Oftentimes, it comes down to just having experience. Sometimes it’s as simple as knowing what to do and when to do it. Like when to leave for the arena, or what’s the right time for a pregame nap. There will be no doubt at this point that Quinnipiac will have everything dialed in. Will UConn?
Rand Pecknold has coached in 22 NCAA Tournament games. The head man has brought the Bobcats to an NCAA leading sixth-straight appearance, and also has the most wins of any active Division I coach with 666.
UConn is about as far away on the other end of the spectrum as you can get. It has zero. In fact, Friday will be the first NCAA Tournament appearance in program history. That said, the Huskies do have about as experienced a coach as you’re going to find today in Mike Cavanaugh.
“Cav and his staff have got it humming pretty good right now, they’ve figured it out, so I see them being good for a long time,” Pecknold said.
Cavanaugh spent 18 seasons as an assistant at Boston College under former head coach Jerry York. The Eagles would go on to win four national championships and appear in 10 Frozen Fours during that time.
In many ways the Huskies mirror the path Pecknold has had to take to get the Bobcats into the national spotlight. Albeit with a little more resources.
“I have a lot of respect for Rand and what he’s done at Quinnipiac,” Cavanaugh said. “He went through a lot of the same struggles, maybe even more so, than we did. The one thing, they are consistently a team that doesn’t beat themselves. They play a very structured game, very good defensively. That consistency he’s built there is something we’re also striving for.”
Pecknold knows what it takes to finally get a program to the big dance, even if it was 23 years ago.
“Certainly, it’s a process,” Pecknold said. “It’s hard to build a program. UConn’s done a good job, getting that rink (Toscano Family Ice Forum) on campus, I’m sure that helps a lot. I think he’s done a really good job of hiring good assistants, they always have plenty of talent. I think the big thing I see in that team this year is the buy-in, they’re all in.”
But this UConn team isn’t a Cinderella story — not by a long shot.
“We’re excited to play UConn, they’ve had a great year,” Pecknold said.
It will be coming into Friday’s game as the No. 6 team in the nation, falling short to Maine in the Hockey East Championship, 5-2. Cavanaugh has led the Huskies to 20 win seasons in three out of the last four years, and this year’s team is probably the most dangerous yet.
“It’s been better and better every day,” UConn graduate student defenseman John Spetz said. “Seeing the growth and finally making the tournament is pretty cool. It speaks levels to this team and the people involved in this program. It’s not going to stop, it’s going to keep growing.”

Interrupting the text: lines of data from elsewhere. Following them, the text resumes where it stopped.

//! Maces: a polar or round head on a wooden haft.

use std::f64::consts::TAU;

use crate::assemble::{
    assemble, Anchor, AttachmentPoint, ComponentPlan, Item, ItemData, ItemKind, ItemName,
    ParameterSampler, Part,
};
use crate::config::{ItemOptions, ResolvedSeed};
use crate::diagnostic::Diagnostics;
use crate::render::{GridSpec, Overlay};
use crate::shape::{Disc, Point, PolarFlanged, Rect, ShapeSpec, Silhouette};
use crate::types::{MaterialClass, MaterialDef};

use super::{grid, material_key, sub_type, Session};

const GRID_WIDTH: u32 = 32;
const GRID_HEIGHT: u32 = 56;
const HEAD_CENTER: Point = Point::new(16, 11);

sub_type! {
    MaceType, "mace" {
        Flanged => ("flanged", "Flanged Mace"),
        Morningstar => ("morningstar", "Morningstar"),
        Round => ("round", "Round Mace"),
        Knobbed => ("knobbed", "Knobbed Mace"),
    }
}

struct MaceStyle {
    core: (u32, u32),
    flanges: (u32, u32),
    flange_length: (u32, u32),
    /// Flange width at the core and at the tip.
    widths: (u32, u32),
    haft_length: (u32, u32),
}

const FLANGED: MaceStyle = MaceStyle {
    core: (4, 5),
    flanges: (6, 8),
    flange_length: (3, 4),
    widths: (3, 1),
    haft_length: (28, 32),
};

const MORNINGSTAR: MaceStyle = MaceStyle {
    core: (4, 5),
    flanges: (8, 10),
    flange_length: (3, 4),
    widths: (2, 1),
    haft_length: (30, 34),
};

const ROUND: MaceStyle = MaceStyle {
    core: (5, 6),
    flanges: (0, 0),
    flange_length: (0, 0),
    widths: (0, 0),
    haft_length: (26, 30),
};

const KNOBBED: MaceStyle = MaceStyle {
    core: (4, 4),
    flanges: (4, 4),
    flange_length: (2, 2),
    widths: (0, 0),
    haft_length: (26, 32),
};

impl MaceType {
    fn style(self) -> &'static MaceStyle {
        match self {
            MaceType::Flanged => &FLANGED,
            MaceType::Morningstar => &MORNINGSTAR,
            MaceType::Round => &ROUND,
            MaceType::Knobbed => &KNOBBED,
        }
    }
}

/// Resolved mace parameters.
#[derive(Debug, Clone)]
pub struct MaceParams {
    pub sub_type: MaceType,
    pub head: &'static MaterialDef,
    pub haft: &'static MaterialDef,
    pub grip: &'static MaterialDef,
    pub butt: &'static MaterialDef,
    pub core_radius: u32,
    pub flanges: u32,
    pub flange_length: u32,
    /// Radians; flange 0 points along this angle.
    pub rotation: f64,
    pub haft_length: u32,
    pub grip_length: u32,
}

impl MaceParams {
    pub fn sample(sampler: &mut ParameterSampler, options: &ItemOptions) -> Self {
        let sub_type: MaceType = sampler.variant(options.sub_type());
        let style = sub_type.style();

        let head = sampler.material("head", options.material(), MaterialClass::Metal);
        let haft = sampler.material("haft", options.haft_material.as_deref(), MaterialClass::Wood);
        let grip = sampler.material("grip", options.grip_material.as_deref(), MaterialClass::Leather);
        let butt = sampler.material_excluding(
            "butt",
            options.pommel_material.as_deref(),
            MaterialClass::Metal,
            &[head.key],
        );

        let flanges = sampler.size_in(style.flanges.0, style.flanges.1);
        let rotation = if flanges > 0 && style.widths.0 > 0 {
            sampler.float_in(0.0, TAU / flanges as f64)
        } else {
            0.0
        };

        Self {
            sub_type,
            head,
            haft,
            grip,
            butt,
            core_radius: sampler.size_in(style.core.0, style.core.1),
            flanges,
            flange_length: sampler.size_in(style.flange_length.0, style.flange_length.1),
            rotation,
            haft_length: sampler.size_in(style.haft_length.0, style.haft_length.1),
            grip_length: sampler.size_in(6, 8),
        }
    }

    /// Head silhouettes around `center`.
    pub fn head_shapes(&self, center: Point) -> Vec<Silhouette> {
        let style = self.sub_type.style();
        match self.sub_type {
            MaceType::Flanged | MaceType::Morningstar => vec![ShapeSpec::Polar(
                PolarFlanged::new(self.core_radius, self.flanges, self.flange_length)
                    .with_widths(style.widths.0, style.widths.1)
                    .with_rotation(self.rotation),
            )
            .at(center)],
            MaceType::Round => vec![ShapeSpec::Disc(Disc::new(self.core_radius)).at(center)],
            MaceType::Knobbed => {
                let reach = (self.core_radius + 1) as i32;
                let mut shapes = vec![ShapeSpec::Disc(Disc::new(self.core_radius)).at(center)];
                for (dx, dy) in [(-1, -1), (1, -1), (-1, 1), (1, 1)] {
                    let knob = Point::new(center.x + dx * (reach - 1), center.y + dy * (reach - 1));
                    shapes.push(ShapeSpec::Disc(Disc::new(self.flange_length)).at(knob));
                }
                shapes
            }
        }
    }

    fn data(&self) -> ItemData {
        ItemData::new()
            .with("subType", self.sub_type.to_string())
            .with("material", material_key(self.head))
            .with("haftMaterial", material_key(self.haft))
            .with("gripMaterial", material_key(self.grip))
            .with("buttMaterial", material_key(self.butt))
            .with("coreRadius", self.core_radius)
            .with("flanges", self.flanges)
            .with("flangeLength", self.flange_length)
            .with("rotation", self.rotation)
            .with("haftLength", self.haft_length)
    }

    pub fn plan(&self, grid: GridSpec, seed: ResolvedSeed, diagnostics: Diagnostics) -> ComponentPlan {
        let center = HEAD_CENTER;
        let core = self.core_radius;
        let shapes = self.head_shapes(center);
        let head = self.head.palette();
        let round = self.sub_type == MaceType::Round;
        let (haft_len, grip_len) = (self.haft_length, self.grip_length);
        let haft = self.haft.palette();
        let grip = self.grip.palette();
        let butt = self.butt.palette();

        ComponentPlan::new(ItemKind::Mace, grid, seed)
            .named(ItemName::new(self.head.name, self.sub_type.label()))
            .with_data(self.data())
            .with_diagnostics(diagnostics)
            .component(move |_| {
                let part = Part::union("head", shapes, head)
                    .anchor(Anchor::HeadCenter, AttachmentPoint::new(center.x, center.y, core * 2 + 1))
                    .anchor(Anchor::HeadBottom, AttachmentPoint::new(center.x, center.y + core as i32, 3));
                let part = if round {
                    part.with_overlay(Overlay::RadialQuadrants {
                        center: (center.x, center.y),
                        radius: core as f64,
                    })
                } else {
                    part
                };
                Ok(part.boxed())
            })
            .attached("head", move |board| {
                let c = board.point(Anchor::HeadCenter)?;
                let below = board.point(Anchor::HeadBottom)?;
                let bottom = c.y + haft_len as i32 - 1;
                Ok(Part::new("haft", ShapeSpec::Rect(Rect::new(3, haft_len)).at(Point::new(c.x, c.y)), haft)
                    .anchor(Anchor::HaftTop, AttachmentPoint::new(c.x, below.y + 1, 3))
                    .anchor(Anchor::HaftBottom, AttachmentPoint::new(c.x, bottom, 3))
                    .boxed())
            })
            .component(move |board| {
                let end = board.point(Anchor::HaftBottom)?;
                let top = end.y - grip_len as i32 - 1;
                Ok(Part::new("grip", ShapeSpec::Rect(Rect::new(4, grip_len)).at(Point::new(end.x, top)), grip)
                    .anchor(Anchor::GripCenter, AttachmentPoint::new(end.x, top + grip_len as i32 / 2, 4))
                    .boxed())
            })
            .attached("haft", move |board| {
                let end = board.point(Anchor::HaftBottom)?;
                let center = Point::new(end.x, end.y + 2);
                Ok(Part::new("butt", ShapeSpec::Disc(Disc::new(2)).at(center), butt).boxed())
            })
    }
}

/// Generate a mace.
pub fn generate_mace(options: &ItemOptions) -> Item {
    let Session { seed, mut sampler } = Session::start(options);
    let params = MaceParams::sample(&mut sampler, options);
    let plan = params.plan(grid(GRID_WIDTH, GRID_HEIGHT, options), seed, sampler.into_diagnostics());
    assemble(plan)
}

The Huskies do have one player who has prior experience in the NCAA Tournament — graduate student forward Hugh Larkin. The Western Michigan transfer made the tournament three times in his four years there.
On the other side, Quinnipiac has no shortage of players on its roster with tournament experience, with 11. While only three remain from the 2023 National Championship roster, the Bobcats will be able to lean on players such as graduate students, forward Travis Treloar and defenseman Cooper Moore, to impart some wisdom on guys who haven’t been there before.
“Obviously it’s UConn’s first time going to the NCAA Tournament, we have to use that to our advantage,” Treloar said. “We’ve been there last year as well, just use that experience and preach it to the guys in our locker room playing in their first tournament.”
Though at 5 p.m. Friday the puck is going to drop, and whether you’ve been there before or not, you’re still going to have to execute on the ice.
“It’s on the older guys to kind of give the crash course to the younger guys who haven’t been here,” Moore said. “But also not make it too much of a spotlight for them when they go out and are too scared to play.”
These two squads do also have experience going up against each other too. On Jan. 24, UConn junior forward Ryan Tattle scored a last second goal to beat Quinnipiac 2-1 in the Connecticut Ice semifinals. The loss is a feeling that Quinnipiac does not want to feel again, especially against this UConn team.
“We’ve seen the clips on film a lot so we’ve been taken back to that feeling,” Moore said. “Throughout the year we’ve had a couple times where we’ve had that feeling of losing in the last second so we’re just going to try and use those moments and try not to have that happen this weekend.”
Whether or not UConn leaves Quinnipiac with that bitter taste in its mouth again Friday night isn’t known. What is known is that Quinnipiac has been here many times before, and Pecknold knows all the right buttons to push to get his team wins on the national stage.